The results of the study, compiled by an international team of researchers, found happiness is “more than simply feeling pleasure and avoiding pain”. Researchers asked participants what emotions they desired and felt. This was then compared to how they rated their overall happiness or life satisfaction.
The researchers found that while people overall wanted to experience more pleasant emotions, they had the greatest life satisfaction if the emotions they experienced matched those they desired.
The cross-cultural study included some 2,300 university students from the United States, Brazil, China, Germany, Ghana, Israel, Poland and Singapore.
“If you feel emotions you want to feel, even if they’re unpleasant, then you’re better off,” lead researcher Dr Maya Tamir from The Hebrew University of Jerusalem told the BBC News website. Surprisingly, the study also found 11% of people wanted to feel less of positive emotions, such as love and empathy, while 10% of people wanted to feel more negative emotions, such as hatred and anger.
Dr Tamir explained: “Someone who feels no anger when reading about child abuse might think they should be angrier about the plight of abused children, so want to feel more anger than they actually do in that moment.” She added that a woman who wants to leave an abusive partner but is not willing to do so may be happier if she loved him less, for example.
‘Feeling bad can be good’
Dr Anna Alexandrova, from the University of Cambridge’s Wellbeing Institute, said the research challenges how people think of happiness.
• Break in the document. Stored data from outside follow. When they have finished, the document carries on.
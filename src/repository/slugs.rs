//! Slug uniqueness index
//!
//! Global slugs are unique among Global pages; each locale's slugs are
//! unique within that locale. The repository checks and reserves in the
//! same `&mut` call that writes the record, so no two active records can
//! ever hold the same slug in one scope.

use std::collections::HashMap;

use crate::domain::{RecordKey, Slug, SlugScope};
use crate::error::{CmsError, CmsResult};

#[derive(Debug, Default, Clone)]
pub struct SlugIndex {
    entries: HashMap<(SlugScope, Slug), RecordKey>,
}

impl SlugIndex {
    pub fn new() -> Self {
        Self::default()
    }

    /// Returns the record holding a slug, if any
    pub fn holder(&self, scope: &SlugScope, slug: &Slug) -> Option<&RecordKey> {
        self.entries.get(&(scope.clone(), slug.clone()))
    }

    /// Fails with [`CmsError::DuplicateSlug`] unless the slug is free or
    /// already held by `owner`
    pub fn check(&self, scope: &SlugScope, slug: &Slug, owner: &RecordKey) -> CmsResult<()> {
        match self.holder(scope, slug) {
            Some(holder) if holder != owner => Err(CmsError::DuplicateSlug {
                scope: scope.clone(),
                slug: slug.clone(),
                holder: holder.clone(),
            }),
            _ => Ok(()),
        }
    }

    /// Checks and reserves a slug for `owner`
    pub fn reserve(&mut self, scope: SlugScope, slug: Slug, owner: RecordKey) -> CmsResult<()> {
        self.check(&scope, &slug, &owner)?;
        tracing::debug!(%scope, %slug, %owner, "Reserved slug");
        self.entries.insert((scope, slug), owner);
        Ok(())
    }

    /// Releases a slug if `owner` holds it
    pub fn release(&mut self, scope: &SlugScope, slug: &Slug, owner: &RecordKey) -> bool {
        let key = (scope.clone(), slug.clone());
        if self.entries.get(&key) == Some(owner) {
            self.entries.remove(&key);
            tracing::debug!(%scope, %slug, %owner, "Released slug");
            true
        } else {
            false
        }
    }

    /// Moves `owner` from one slug to another in the same scope
    pub fn rename(&mut self, scope: &SlugScope, from: &Slug, to: Slug, owner: &RecordKey) -> CmsResult<()> {
        if from == &to {
            return Ok(());
        }
        self.reserve(scope.clone(), to, owner.clone())?;
        self.release(scope, from, owner);
        Ok(())
    }

    pub fn len(&self) -> usize {
        self.entries.len()
    }

    pub fn is_empty(&self) -> bool {
        self.entries.is_empty()
    }
}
This study nicely calls into question a traditional measure of happiness that defines it as a ratio of positive to negative emotions, she said. But when it came to unpleasant emotions, this study assessed only anger and hatred, which Dr Alexandrova said is a limitation.
“Anger and hatred may be compatible with happiness, but there is no indication that other unpleasant feelings, such as fear, guilt, sadness and anxiety, are,” she said. Prof Tamir said the research does not apply to those with clinical depression: “People who are clinically depressed want to be more sad and less happy than other people. That only exacerbates the problem.” She said the study sheds light on the downsides of expecting to always feel happy. “People want to feel very good all the time in Western cultures. Even if they feel good most of the time, they may still think that they should feel even better, which might make them less happy overall.”